In [None]:
NAME:-SHRIDATTA SHEKHAR BHASME
ROLL NO :- RBTL22CB072
SUBJECT:- MACHINE LEARNING
DATASET :- WINE DATASET

Aim:
The aim of this study is to conduct a comprehensive investigation into the combination of K-Nearest Neighbors (KNN) and Decision Tree algorithms for classification tasks. The goal is to leverage the strengths of both algorithms, exploring how their integration can enhance predictive accuracy, interpretability, and robustness in diverse datasets.

Objectives
Implement  KNN and Decision Tree algorithms to exploit the local and global patterns in the data.
Explore different strategies for combining predictions, such as ensembling or sequential execution.

Problem Statement:

In many machine learning applications, the need arises to classify or predict outcomes based on existing data. Selecting appropriate algorithms for these tasks is crucial for achieving accurate and reliable results.
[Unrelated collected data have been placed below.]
//! Document assembly: the frontmatter metadata block and body persistence.
//!
//! The metadata block is `---` delimited `key: value` lines in a fixed
//! order (title, description, date, slug, category, image), followed by a
//! blank line and the Markdown body. Free-text values are single-quoted;
//! the image line is omitted entirely when no image survived the pipeline,
//! so a document never references a file that does not exist.

use std::fs;
use std::io;
use std::path::Path;

use chrono::Local;

/// Metadata for one article document.
#[derive(Debug, Clone)]
pub struct Frontmatter {
    pub title: String,
    pub description: String,
    /// ISO date, `YYYY-MM-DD`.
    pub date: String,
    pub slug: String,
    pub category: String,
    /// Web-relative hero path, when one exists on disk.
    pub image: Option<String>,
}

impl Frontmatter {
    /// Standard metadata for a generated article: today's date and the
    /// derived description.
    pub fn new(title: &str, slug: &str, category: Option<&str>, image: Option<String>) -> Self {
        Self {
            title: title.to_string(),
            description: format!("{title} — artículo técnico"),
            date: Local::now().format("%Y-%m-%d").to_string(),
            slug: slug.to_string(),
            category: category.unwrap_or("General").to_string(),
            image,
        }
    }

    /// Render the full document: metadata block, blank line, body.
    pub fn render(&self, body: &str) -> String {
        let mut out = String::from("---\n");
        out.push_str(&format!("title: {}\n", quote(&self.title)));
        out.push_str(&format!("description: {}\n", quote(&self.description)));
        out.push_str(&format!("date: {}\n", quote(&self.date)));
        out.push_str(&format!("slug: {}\n", self.slug));
        out.push_str(&format!("category: {}\n", quote(&self.category)));
        if let Some(image) = &self.image {
            out.push_str(&format!("image: {image}\n"));
        }
        out.push_str("---\n\n");
        out.push_str(body);
        if !body.ends_with('\n') {
            out.push('\n');
        }
        out
    }
}

/// Single-quoted YAML scalar; embedded quotes are doubled. Applied to every
/// free-text value; the slug's alphabet needs no quoting.
fn quote(value: &str) -> String {
    format!("'{}'", value.replace('\'', "''"))
}

/// Render and write the document.
pub fn write_document(path: &Path, frontmatter: &Frontmatter, body: &str) -> io::Result<()> {
    if let Some(parent) = path.parent() {
        fs::create_dir_all(parent)?;
    }
    fs::write(path, frontmatter.render(body))
}
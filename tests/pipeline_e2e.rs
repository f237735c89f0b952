//! End-to-end pipeline runs against stub providers in a temp directory.

use std::fs;
use std::path::Path;

use image::codecs::png::PngEncoder;
use image::{ImageBuffer, ImageEncoder, Rgb};
use tempfile::TempDir;

use postforge::article::TextDraft;
use postforge::config::{Credentials, GenerationRequest, OutputLayout};
use postforge::imaging::ImageCandidate;
use postforge::pipeline::{ImageOutcome, Pipeline};
use postforge::providers::{
    ImageProvider, ImageRequest, ProviderError, TextProvider,
};

struct StubText {
    body: &'static str,
}

impl TextProvider for StubText {
    fn name(&self) -> &str {
        "stub-text"
    }
    fn generate(&self, request: &GenerationRequest) -> Result<TextDraft, ProviderError> {
        Ok(TextDraft::from_body(&request.topic, self.body.to_string()))
    }
}

struct FailingText;

impl TextProvider for FailingText {
    fn name(&self) -> &str {
        "failing-text"
    }
    fn generate(&self, _: &GenerationRequest) -> Result<TextDraft, ProviderError> {
        Err(ProviderError::Api {
            status: 500,
            body: "internal".to_string(),
        })
    }
}

/// Writes one real PNG per request, like a well-behaved provider.
struct StubImage;

impl ImageProvider for StubImage {
    fn name(&self) -> &str {
        "stub-image"
    }
    fn generate(&self, request: &ImageRequest<'_>) -> Result<Vec<ImageCandidate>, ProviderError> {
        fs::create_dir_all(request.target_dir)?;
        let path = request
            .target_dir
            .join(format!("{}-hero-001.png", request.slug));
        write_real_png(&path, 320, 180);
        Ok(vec![ImageCandidate::from_path(path)?])
    }
}

/// Returns a candidate that is too small to be a real image.
struct TinyImage;

impl ImageProvider for TinyImage {
    fn name(&self) -> &str {
        "tiny-image"
    }
    fn generate(&self, request: &ImageRequest<'_>) -> Result<Vec<ImageCandidate>, ProviderError> {
        fs::create_dir_all(request.target_dir)?;
        let path = request
            .target_dir
            .join(format!("{}-hero-001.png", request.slug));
        fs::write(&path, vec![0u8; 500])?;
        Ok(vec![ImageCandidate::from_path(path)?])
    }
}

fn write_real_png(path: &Path, width: u32, height: u32) {
    let img = ImageBuffer::from_fn(width, height, |x, y| {
        Rgb([(x * 7 % 256) as u8, (y * 5 % 256) as u8, 90u8])
    });
    let file = fs::File::create(path).unwrap();
    PngEncoder::new(file)
        .write_image(img.as_raw(), width, height, image::ExtendedColorType::Rgb8)
        .unwrap();
}

fn temp_layout(tmp: &TempDir) -> OutputLayout {
    OutputLayout::new(tmp.path().join("content"), tmp.path().join("images"))
}

#[test]
fn no_credentials_still_produces_document_and_placeholder() {
    let tmp = TempDir::new().unwrap();
    let layout = temp_layout(&tmp);
    let pipeline = Pipeline::new(&Credentials::none(), layout.clone());

    let request = GenerationRequest::new("Videovigilancia para comercios");
    let report = pipeline.run(&request).unwrap();

    assert_eq!(report.slug, "videovigilancia-para-comercios");
    assert_eq!(report.image_outcome, ImageOutcome::Placeholder);

    let document = fs::read_to_string(&report.document_path).unwrap();
    assert!(document.contains("## Introducción"));
    assert!(document.contains("## Conclusión"));
    assert!(document.contains(
        "image: /images/blog/videovigilancia-para-comercios/videovigilancia-para-comercios-hero-001.avif"
    ));

    let hero = layout
        .image_dir(&report.slug)
        .join("videovigilancia-para-comercios-hero-001.avif");
    assert!(hero.exists());
    assert!(fs::metadata(&hero).unwrap().len() >= 1000);
}

#[test]
fn stub_text_success_sets_title_from_first_heading() {
    let tmp = TempDir::new().unwrap();
    let pipeline = Pipeline::with_providers(
        vec![
            Box::new(FailingText),
            Box::new(StubText {
                body: "Intro.\n\n# Título Personalizado\n\nCuerpo del artículo.\n",
            }),
        ],
        Vec::new(),
        temp_layout(&tmp),
    );

    let report = pipeline.run(&GenerationRequest::new("Mi Tema")).unwrap();
    assert_eq!(report.title, "Título Personalizado");

    let document = fs::read_to_string(&report.document_path).unwrap();
    assert!(document.contains("title: 'Título Personalizado'"));
    assert!(document.contains("Cuerpo del artículo."));
}

#[test]
fn valid_provider_image_is_normalized_and_referenced() {
    let tmp = TempDir::new().unwrap();
    let layout = temp_layout(&tmp);
    let pipeline = Pipeline::with_providers(
        Vec::new(),
        vec![Box::new(StubImage)],
        layout.clone(),
    );

    let report = pipeline.run(&GenerationRequest::new("Tema con imagen")).unwrap();
    assert_eq!(report.image_outcome, ImageOutcome::Provider);

    let image_dir = layout.image_dir(&report.slug);
    let canonical = image_dir.join("tema-con-imagen-hero-001.avif");
    assert!(canonical.exists());
    assert!(!image_dir.join("tema-con-imagen-hero-001.png").exists());

    let document = fs::read_to_string(&report.document_path).unwrap();
    assert!(document.contains("image: /images/blog/tema-con-imagen/tema-con-imagen-hero-001.avif"));
}

#[test]
fn undersized_candidate_is_discarded_and_never_referenced() {
    let tmp = TempDir::new().unwrap();
    let layout = temp_layout(&tmp);
    let pipeline = Pipeline::with_providers(
        Vec::new(),
        vec![Box::new(TinyImage)],
        layout.clone(),
    );

    let report = pipeline.run(&GenerationRequest::new("Tema fallido")).unwrap();
    assert_eq!(report.image_outcome, ImageOutcome::Placeholder);

    let document = fs::read_to_string(&report.document_path).unwrap();
    // The tiny candidate occupies sequence 001, so the placeholder lands on 002.
    assert!(document.contains("image: /images/blog/tema-fallido/tema-fallido-hero-002.avif"));
    assert!(!document.contains("hero-001"));

    let placeholder = layout.image_dir(&report.slug).join("tema-fallido-hero-002.avif");
    assert!(fs::metadata(&placeholder).unwrap().len() >= 1000);
}

#[test]
fn repeated_runs_advance_the_sequence_number() {
    let tmp = TempDir::new().unwrap();
    let layout = temp_layout(&tmp);
    let pipeline = Pipeline::with_providers(Vec::new(), Vec::new(), layout.clone());

    let request = GenerationRequest::new("Mismo Tema");
    let first = pipeline.run(&request).unwrap();
    let second = pipeline.run(&request).unwrap();

    assert_eq!(first.images.len(), 1);
    assert_eq!(second.images.len(), 1);
    let first_name = first.images[0].file_name().unwrap().to_string_lossy().into_owned();
    let second_name = second.images[0].file_name().unwrap().to_string_lossy().into_owned();
    assert_eq!(first_name, "mismo-tema-hero-001.avif");
    assert_eq!(second_name, "mismo-tema-hero-002.avif");

    // Both files exist; the second run overwrote only the document.
    assert!(layout.image_dir(&first.slug).join(&first_name).exists());
    assert!(layout.image_dir(&second.slug).join(&second_name).exists());
    let document = fs::read_to_string(&second.document_path).unwrap();
    assert!(document.contains(&second_name));
}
This study addresses the problem of algorithm selection for classification tasks by implementing and comparing the k-Nearest Neighbors (KNN) and Decision Tree algorithms. The objective is to understand the performance characteristics of these algorithms and identify scenarios where one may outperform the other.

Theory:

k-Nearest Neighbors (KNN):

Introduction: KNN is a non-parametric, lazy learning algorithm used for classification and regression tasks. In classification, it assigns a data point to the class most common among its k nearest neighbors.
Working Principle:
Given a dataset with labeled instances, the algorithm classifies new instances based on the majority class of their k nearest neighbors.
The distance metric (usually Euclidean distance) determines the similarity between instances.
The choice of k influences the algorithm's sensitivity to local patterns and noise.
Advantages:
Simple and intuitive.
Effective for small to moderately sized datasets.
Challenges:
Computationally expensive for large datasets.
Sensitive to irrelevant or redundant features.

Decision Tree:
Introduction: Decision Tree is a hierarchical, tree-like structure where each internal node represents a decision based on a feature, and each leaf node represents the outcome.
Working Principle:
The algorithm recursively splits the dataset into subsets based on the most informative feature at each node.
The decision-making process is interpretable, making it suitable for rule-based classification.
Advantages:
Intuitive and easy to interpret.
Handles both numerical and categorical data.
Implicitly performs feature selection.
Challenges:
Prone to overfitting, especially with deep trees.
Sensitive to noisy data and outliers.

In [1]:
import numpy as np
import pandas as pd
from sklearn.model_selection import train_test_split
from sklearn.preprocessing import StandardScaler
from sklearn.metrics import classification_report, confusion_matrix, accuracy_score
from sklearn.tree import DecisionTreeClassifier
from sklearn.ensemble import RandomForestClassifier

In [2]:
data = pd.read_csv('wine.csv')
data.head(n=5)

Unnamed: 0,Wine,Alcohol,Malic.acid,Ash,Acl,Mg,Phenols,Flavanoids,Nonflavanoid.phenols,Proanth,Color.int,Hue,OD,Proline
0,1,14.23,1.71,2.43,15.6,127,2.8,3.06,0.28,2.29,5.64,1.04,3.92,1065
1,1,13.2,1.78,2.14,11.2,100,2.65,2.76,0.26,1.28,4.38,1.05,3.4,1050
2,1,13.16,2.36,2.67,18.6,101,2.8,3.24,0.3,2.81,5.68,1.03,3.17,1185
3,1,14.37,1.95,2.5,16.8,113,3.85,3.49,0.24,2.18,7.8,0.86,3.45,1480
4,1,13.24,2.59,2.87,21.0,118,2.8,2.69,0.39,1.82,4.32,1.04,2.93,735


In [3]:
from sklearn import preprocessing

label_encoders = {}
columns_to_encode = ['Wine', 'Alcohol', 'Malic.acid', 'Ash', 'Acl', 'Mg', 'Phenols', 'Flavanoids',
                      'Nonflavanoid.phenols', 'Proanth', 'Color.int', 'Hue', 'OD', 'Proline']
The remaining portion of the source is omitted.